QUITO, Ecuador (AP) – Pope Francis urged Latin Americans to channel the same urgency that brought them independence from Spain two centuries ago to spread the faith on a continent where Catholicism is losing souls to other religious movements, using his final Mass in Ecuador to issue an appeal for the missionary church that he has championed.
Francis chose to celebrate the Mass in Quito's Bicentennial Park — an apt location given that Ecuador was where the first cries of independence against Spanish rule rose up in Latin America in 1809.
Francis told an estimated half-million people gathered for the Mass that in a world divided by wars, violence and individualism, Catholics should be "builders of unity," bringing together hopes and ideals of their people.
"There was no shortage of conviction or strength in that cry for freedom which arose a little more than 200 years ago," he said. "But history tells us that it only made headway once personal differences were set aside."
He urged Latin Americans to channel that same purpose to spreading the faith. Latin America counts 40 percent of the world's Catholics, but the church is losing out to Protestant evangelical churches that have focused their missionary work on the continent's poorest communities with real-life guidance on employment and education.
"Evangelization doesn't consist in proselytizing, but in attracting by our witness to those who are far off," Francis said. "Proselytism is a caricature of evangelization."
The Mass featured readings in Quichua, the native language mostly spoken in Ecuador, and Ecuadorean vestments for the pope.
The Mass kicked off the pope's whirlwind final full day in Ecuador, including meetings with bishops, indigenous groups and students and capped by a visit to a famed Jesuit church. On Wednesday, history's first Latin American pope heads to Bolivia and will end his weeklong, three-nation South American tour in Paraguay.
Francis arrived at Quito's Bicentennial Park to cheers from the hundreds of thousands of people who camped out overnight to score a good spot. They were rewarded with a pre-dawn deluge that sent some 20 people to paramedics with hypothermia, city operations director Cristian Rivera said. But the sun broke out as Francis arrived on his popemobile to do a tour through the grounds, with fans tossing confetti on him as he zoomed by.
"The joy at seeing the pope gives us the warmth we need," said Abel Gualoto, a 59-year-old seafood vendor as he rubbed his cold hands together to try to stay warm.
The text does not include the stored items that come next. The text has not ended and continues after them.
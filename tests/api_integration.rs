//! Integration tests for the REST API.

#![cfg(feature = "api")]

mod common;

use std::sync::Arc;

use axum::body::Body;
use axum::http::{Request, StatusCode};
use serde_json::Value;
use tower::util::ServiceExt;

use grid_outlook::api::router;

async fn get(uri: &str) -> (StatusCode, Value) {
    let app = router(Arc::new(common::offline_engine()));
    let req = Request::builder().uri(uri).body(Body::empty()).unwrap();
    let resp = app.oneshot(req).await.unwrap();
    let status = resp.status();
    let body = axum::body::to_bytes(resp.into_body(), usize::MAX)
        .await
        .unwrap();
    (status, serde_json::from_slice(&body).unwrap())
}

#[tokio::test]
async fn health_is_ok() {
    let (status, json) = get("/health").await;
    assert_eq!(status, StatusCode::OK);
    assert_eq!(json["status"], "ok");
}

#[tokio::test]
async fn regions_are_sorted() {
    let (status, json) = get("/regions").await;
    assert_eq!(status, StatusCode::OK);
    let regions: Vec<&str> = json["regions"]
        .as_array()
        .unwrap()
        .iter()
        .filter_map(Value::as_str)
        .collect();
    assert!(regions.contains(&"TX"));
    assert!(regions.windows(2).all(|w| w[0] < w[1]));
}

#[tokio::test]
async fn texas_balance() {
    let (status, json) = get("/regions/texas/balance").await;
    assert_eq!(status, StatusCode::OK);
    assert_eq!(json["region"], "TX");
    assert_eq!(json["total_capacity_mw"], 152_408.0);
    assert_eq!(json["annual_generation_mwh"], 667_547_040.0);
    assert_eq!(json["is_deficit"], false);
}

#[tokio::test]
async fn unknown_region_is_not_an_error() {
    let (status, json) = get("/regions/ZZ/balance").await;
    assert_eq!(status, StatusCode::OK);
    assert_eq!(json["total_capacity_mw"], 0.0);
    assert!(json["self_sufficiency_pct"].is_null());

    let (status, json) = get("/regions/ZZ/recommendations").await;
    assert_eq!(status, StatusCode::OK);
    assert_eq!(json["recommendations"].as_array().map(Vec::len), Some(0));
}

#[tokio::test]
async fn mix_sums_to_one_hundred() {
    let (status, json) = get("/regions/CA/mix").await;
    assert_eq!(status, StatusCode::OK);
    let total: f64 = json["mix"]
        .as_object()
        .unwrap()
        .values()
        .filter_map(Value::as_f64)
        .sum();
    assert!((total - 100.0).abs() < 1e-9);
}

#[tokio::test]
async fn recommendations_for_idaho() {
    let (status, json) = get("/regions/ID/recommendations").await;
    assert_eq!(status, StatusCode::OK);
    let recs = json["recommendations"].as_array().unwrap();
    assert_eq!(recs.len(), 1);
    assert_eq!(recs[0]["source"], "geothermal");
}

#[tokio::test]
async fn price_with_years_and_population() {
    let (status, json) = get("/regions/TX/price?years=2025,2030&population=2000000").await;
    assert_eq!(status, StatusCode::OK);
    let by_year = json["forecast_by_year"].as_object().unwrap();
    assert_eq!(by_year.len(), 2);
    assert_eq!(by_year["2025"], json["current_price_cents_per_kwh"]);
}

#[tokio::test]
async fn malformed_query_returns_400() {
    for uri in [
        "/regions/TX/price?years=2030,later",
        "/regions/TX/price?population=many",
        "/regions/TX/recommendations?future_demand_mwh=x",
        "/regions/TX/outlook?lat=30.2",
    ] {
        let (status, json) = get(uri).await;
        assert_eq!(status, StatusCode::BAD_REQUEST, "{uri}");
        assert!(json.get("error").is_some(), "{uri}");
    }
}

#[tokio::test]
async fn extreme_years_are_rejected() {
    for uri in [
        "/regions/TX/price?years=-2147483648",
        "/regions/TX/price?years=2030,2147483647",
        "/regions/TX/outlook?years=1899",
    ] {
        let (status, json) = get(uri).await;
        assert_eq!(status, StatusCode::BAD_REQUEST, "{uri}");
        assert!(json["error"].as_str().is_some_and(|e| e.contains("out of range")), "{uri}");
    }
    let (status, _) = get("/regions/TX/price?years=1900,2200").await;
    assert_eq!(status, StatusCode::OK);
}

#[tokio::test]
async fn outlook_with_location_includes_demand() {
    let (status, json) = get("/regions/TX/outlook?years=2030&lat=30.27&lon=-97.74&population=950000").await;
    assert_eq!(status, StatusCode::OK);
    assert_eq!(json["region"], "TX");
    assert!(json["demand"]["predicted"].as_f64().is_some_and(|d| d > 0.0));
    assert!(json["price_level"].is_string());
}
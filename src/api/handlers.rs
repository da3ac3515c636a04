//! Request handlers for the API endpoints.

use std::str::FromStr;
use std::sync::Arc;

use axum::Json;
use axum::extract::{Path, Query, State};
use axum::http::StatusCode;

use crate::engine::{OutlookEngine, OutlookRequest};
use crate::price::{FORECAST_YEARS, PriceLevel};
use crate::profile::resolve_region;
use crate::report::RegionOutlook;
use crate::sources::GeoPoint;

use super::types::{
    BalanceResponse, ErrorResponse, HealthResponse, MixResponse, PriceResponse, RecommendationsResponse,
    RegionQuery, RegionsResponse,
};

type ApiResult<T> = Result<Json<T>, (StatusCode, Json<ErrorResponse>)>;

fn bad_request(error: String) -> (StatusCode, Json<ErrorResponse>) {
    (StatusCode::BAD_REQUEST, Json(ErrorResponse { error }))
}

fn parse_param<T: FromStr>(
    name: &str,
    value: Option<&str>,
) -> Result<Option<T>, (StatusCode, Json<ErrorResponse>)> {
    value
        .map(|v| {
            v.trim()
                .parse()
                .map_err(|_| bad_request(format!("invalid `{name}`: \"{v}\"")))
        })
        .transpose()
}

fn parse_years(value: Option<&str>) -> Result<Vec<i32>, (StatusCode, Json<ErrorResponse>)> {
    let Some(value) = value else {
        return Ok(Vec::new());
    };
    value
        .split(',')
        .filter(|s| !s.trim().is_empty())
        .map(|s| match s.trim().parse() {
            Ok(year) if FORECAST_YEARS.contains(&year) => Ok(year),
            Ok(_) => Err(bad_request(format!(
                "year out of range in `years`: \"{s}\" (expected {}..={})",
                FORECAST_YEARS.start(),
                FORECAST_YEARS.end()
            ))),
            Err(_) => Err(bad_request(format!("invalid year in `years`: \"{s}\""))),
        })
        .collect()
}

/// `GET /health` → 200
pub async fn health() -> Json<HealthResponse> {
    Json(HealthResponse { status: "ok" })
}

/// `GET /regions` → 200 + `RegionsResponse`
pub async fn list_regions(State(engine): State<Arc<OutlookEngine>>) -> Json<RegionsResponse> {
    let regions = engine
        .store()
        .regions()
        .into_iter()
        .map(str::to_string)
        .collect();
    Json(RegionsResponse { regions })
}

/// `GET /regions/{code}/balance`
///
/// Unknown regions report an all-zero balance.
pub async fn get_balance(
    State(engine): State<Arc<OutlookEngine>>,
    Path(code): Path<String>,
) -> Json<BalanceResponse> {
    let region = resolve_region(&code);
    let balance = engine.energy_balance(&region);
    Json(BalanceResponse {
        region,
        is_deficit: balance.is_deficit(),
        balance,
    })
}

/// `GET /regions/{code}/mix`
pub async fn get_mix(
    State(engine): State<Arc<OutlookEngine>>,
    Path(code): Path<String>,
) -> Json<MixResponse> {
    let region = resolve_region(&code);
    Json(MixResponse {
        mix: engine.generation_mix(&region),
        renewable_pct: engine.renewable_percentage(&region),
        region,
    })
}

/// `GET /regions/{code}/recommendations?future_demand_mwh=X`
pub async fn get_recommendations(
    State(engine): State<Arc<OutlookEngine>>,
    Path(code): Path<String>,
    Query(query): Query<RegionQuery>,
) -> ApiResult<RecommendationsResponse> {
    let future_demand: Option<f64> =
        parse_param("future_demand_mwh", query.future_demand_mwh.as_deref())?;
    let region = resolve_region(&code);
    Ok(Json(RecommendationsResponse {
        recommendations: engine.recommendations(&region, future_demand),
        region,
    }))
}

/// `GET /regions/{code}/price?years=2030,2035&population=N`
///
/// Without `years` the configured default horizon is used.
pub async fn get_price(
    State(engine): State<Arc<OutlookEngine>>,
    Path(code): Path<String>,
    Query(query): Query<RegionQuery>,
) -> ApiResult<PriceResponse> {
    let years = parse_years(query.years.as_deref())?;
    let population: Option<u64> = parse_param("population", query.population.as_deref())?;
    let region = resolve_region(&code);
    let forecast = engine.price_forecast(&region, &years, population);
    Ok(Json(PriceResponse {
        level: PriceLevel::classify(forecast.current_price_cents_per_kwh),
        forecast,
        region,
    }))
}

/// `GET /regions/{code}/outlook?years=..&population=..&lat=..&lon=..`
///
/// `lat` and `lon` must be given together; they enable the demand estimate.
pub async fn get_outlook(
    State(engine): State<Arc<OutlookEngine>>,
    Path(code): Path<String>,
    Query(query): Query<RegionQuery>,
) -> ApiResult<RegionOutlook> {
    let lat: Option<f64> = parse_param("lat", query.lat.as_deref())?;
    let lon: Option<f64> = parse_param("lon", query.lon.as_deref())?;
    let location = match (lat, lon) {
        (Some(lat), Some(lon)) => Some(GeoPoint::new(lat, lon)),
        (None, None) => None,
        _ => return Err(bad_request("`lat` and `lon` must be given together".into())),
    };
    let request = OutlookRequest {
        region: code,
        years: parse_years(query.years.as_deref())?,
        population: parse_param("population", query.population.as_deref())?,
        location,
        future_demand_mwh: parse_param("future_demand_mwh", query.future_demand_mwh.as_deref())?,
    };
    Ok(Json(engine.outlook(&request).await))
}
After the Mass, Francis in the afternoon was to head to Quito's Catholic University for a meeting with students and professors that likely would show the unpredictable pope at his best: Francis often goes off-script when he engages with young people, all the more so in his native tongue. Francis then planned to go to a Quito church for an encounter with business leaders, people involved in the arts and indigenous groups.
His busy day was scheduled to end with a visit to the Church of the Society of Jesus, known locally as Iglesia de la Compania. The Jesuit church, a gem of Spanish Baroque, is one of the oldest and most well-known in Ecuador. It houses a painting of the Virgin Mary that was said to shed tears in 1906.
The 78-year-old pontiff, who has only one full lung following an infection he suffered as a young man, appears to be holding up well at the start of his eight-day, three-nation South American tour despite the 2,800-meter (nearly 9,200-feet) altitude of Quito and a day spent in the scorching sun of coastal Guayaquil. He had so much energy he slipped out again for a second night Monday to greet well-wishers who gathered outside the Vatican ambassador's residence where he stayed.
"It's always surprising what the pope can do at his age," said the Vatican spokesman, the Rev. Federico Lombardi. He noted that several people in the Vatican entourage awoke Monday with headaches due to altitude sickness, but not the pope.
"He has said it's God's way of helping him do his ministry, his service," Lombardi said.